About this exercise> Using the entries below, write out the line with "YAML table config.", the line with "the embedded table.", and every line in between, exactly as each is written.

______________________________

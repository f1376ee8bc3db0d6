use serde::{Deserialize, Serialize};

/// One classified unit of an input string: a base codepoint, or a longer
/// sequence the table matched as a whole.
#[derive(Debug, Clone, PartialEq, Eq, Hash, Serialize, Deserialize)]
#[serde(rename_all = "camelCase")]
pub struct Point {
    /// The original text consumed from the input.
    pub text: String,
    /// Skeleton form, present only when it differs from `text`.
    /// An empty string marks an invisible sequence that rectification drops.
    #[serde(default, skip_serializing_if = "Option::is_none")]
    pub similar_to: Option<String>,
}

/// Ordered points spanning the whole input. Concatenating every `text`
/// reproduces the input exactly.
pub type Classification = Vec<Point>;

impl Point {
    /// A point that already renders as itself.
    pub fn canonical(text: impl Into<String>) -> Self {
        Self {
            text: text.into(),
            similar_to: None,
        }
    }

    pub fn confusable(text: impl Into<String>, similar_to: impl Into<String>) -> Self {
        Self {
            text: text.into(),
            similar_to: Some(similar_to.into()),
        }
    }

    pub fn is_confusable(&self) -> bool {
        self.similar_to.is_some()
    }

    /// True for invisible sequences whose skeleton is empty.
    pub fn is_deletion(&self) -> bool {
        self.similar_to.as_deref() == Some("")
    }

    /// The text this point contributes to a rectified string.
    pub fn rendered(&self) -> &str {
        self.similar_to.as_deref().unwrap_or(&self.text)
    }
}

______________________________

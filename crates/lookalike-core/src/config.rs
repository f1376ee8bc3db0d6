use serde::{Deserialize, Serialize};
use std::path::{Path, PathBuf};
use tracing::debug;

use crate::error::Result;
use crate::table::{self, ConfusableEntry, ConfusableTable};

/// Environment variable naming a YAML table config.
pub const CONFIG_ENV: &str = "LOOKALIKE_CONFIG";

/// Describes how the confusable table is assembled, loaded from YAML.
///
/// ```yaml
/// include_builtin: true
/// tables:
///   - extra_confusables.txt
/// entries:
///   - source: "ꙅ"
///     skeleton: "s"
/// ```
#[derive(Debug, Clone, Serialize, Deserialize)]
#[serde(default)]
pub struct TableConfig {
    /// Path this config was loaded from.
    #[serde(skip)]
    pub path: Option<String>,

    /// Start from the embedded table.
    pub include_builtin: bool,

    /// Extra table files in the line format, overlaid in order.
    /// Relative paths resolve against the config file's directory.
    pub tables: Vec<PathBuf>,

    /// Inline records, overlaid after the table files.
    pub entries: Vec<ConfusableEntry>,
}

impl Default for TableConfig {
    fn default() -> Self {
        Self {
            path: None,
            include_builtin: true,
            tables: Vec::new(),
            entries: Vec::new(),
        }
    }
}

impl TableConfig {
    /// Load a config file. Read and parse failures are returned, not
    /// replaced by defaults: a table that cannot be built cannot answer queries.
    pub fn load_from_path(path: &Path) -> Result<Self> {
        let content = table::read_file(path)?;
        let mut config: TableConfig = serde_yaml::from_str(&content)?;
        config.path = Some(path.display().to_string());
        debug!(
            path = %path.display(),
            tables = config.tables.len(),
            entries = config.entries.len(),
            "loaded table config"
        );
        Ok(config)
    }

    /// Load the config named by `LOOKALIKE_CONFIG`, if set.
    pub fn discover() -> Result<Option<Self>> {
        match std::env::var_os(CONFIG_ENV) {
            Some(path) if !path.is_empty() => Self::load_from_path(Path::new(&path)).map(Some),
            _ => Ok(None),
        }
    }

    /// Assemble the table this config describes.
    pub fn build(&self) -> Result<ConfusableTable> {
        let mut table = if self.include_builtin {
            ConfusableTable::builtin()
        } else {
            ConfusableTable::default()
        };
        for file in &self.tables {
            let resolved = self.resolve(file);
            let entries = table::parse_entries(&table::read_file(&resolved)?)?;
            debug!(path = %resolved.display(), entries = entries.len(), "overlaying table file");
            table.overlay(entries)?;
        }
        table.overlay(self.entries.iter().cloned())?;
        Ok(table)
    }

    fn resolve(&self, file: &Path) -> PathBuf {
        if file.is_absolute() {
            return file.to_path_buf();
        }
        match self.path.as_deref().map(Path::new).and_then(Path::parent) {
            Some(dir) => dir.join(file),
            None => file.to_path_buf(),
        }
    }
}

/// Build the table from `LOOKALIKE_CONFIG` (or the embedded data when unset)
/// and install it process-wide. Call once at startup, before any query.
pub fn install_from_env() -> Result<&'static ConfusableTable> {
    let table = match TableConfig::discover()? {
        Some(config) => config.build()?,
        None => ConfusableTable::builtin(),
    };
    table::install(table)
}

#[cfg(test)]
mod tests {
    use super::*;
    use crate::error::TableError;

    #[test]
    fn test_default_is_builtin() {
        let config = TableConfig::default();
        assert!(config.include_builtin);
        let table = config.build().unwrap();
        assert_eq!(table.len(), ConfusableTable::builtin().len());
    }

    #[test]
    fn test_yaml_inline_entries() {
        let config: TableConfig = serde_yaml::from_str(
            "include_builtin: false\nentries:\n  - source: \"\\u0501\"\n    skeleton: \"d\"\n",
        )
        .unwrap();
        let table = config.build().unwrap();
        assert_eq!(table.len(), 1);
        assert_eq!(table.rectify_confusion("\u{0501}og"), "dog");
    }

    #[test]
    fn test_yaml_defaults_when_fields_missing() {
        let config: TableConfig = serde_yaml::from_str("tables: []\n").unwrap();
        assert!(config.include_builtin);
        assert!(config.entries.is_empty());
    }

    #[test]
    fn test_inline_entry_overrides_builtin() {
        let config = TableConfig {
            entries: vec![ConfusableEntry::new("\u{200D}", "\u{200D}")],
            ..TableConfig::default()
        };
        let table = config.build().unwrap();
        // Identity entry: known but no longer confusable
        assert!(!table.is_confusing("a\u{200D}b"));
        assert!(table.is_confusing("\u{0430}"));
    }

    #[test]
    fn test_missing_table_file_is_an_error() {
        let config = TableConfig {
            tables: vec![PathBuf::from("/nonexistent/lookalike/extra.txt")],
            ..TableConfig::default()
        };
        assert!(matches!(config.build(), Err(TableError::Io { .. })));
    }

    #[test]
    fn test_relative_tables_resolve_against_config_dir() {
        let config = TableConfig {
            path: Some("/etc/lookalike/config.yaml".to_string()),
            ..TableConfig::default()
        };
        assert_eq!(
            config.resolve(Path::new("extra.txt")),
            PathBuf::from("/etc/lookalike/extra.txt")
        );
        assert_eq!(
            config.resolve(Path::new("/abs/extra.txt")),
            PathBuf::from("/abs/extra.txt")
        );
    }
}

______________________________

Task answer>
/// Environment variable naming a YAML table config.
pub const CONFIG_ENV: &str = "LOOKALIKE_CONFIG";

/// Describes how the confusable table is assembled, loaded from YAML.
///
/// ```yaml
/// include_builtin: true
/// tables:
///   - extra_confusables.txt
/// entries:
///   - source: "ꙅ"
///     skeleton: "s"
/// ```
#[derive(Debug, Clone, Serialize, Deserialize)]
#[serde(default)]
pub struct TableConfig {
    /// Path this config was loaded from.
    #[serde(skip)]
    pub path: Option<String>,

    /// Start from the embedded table.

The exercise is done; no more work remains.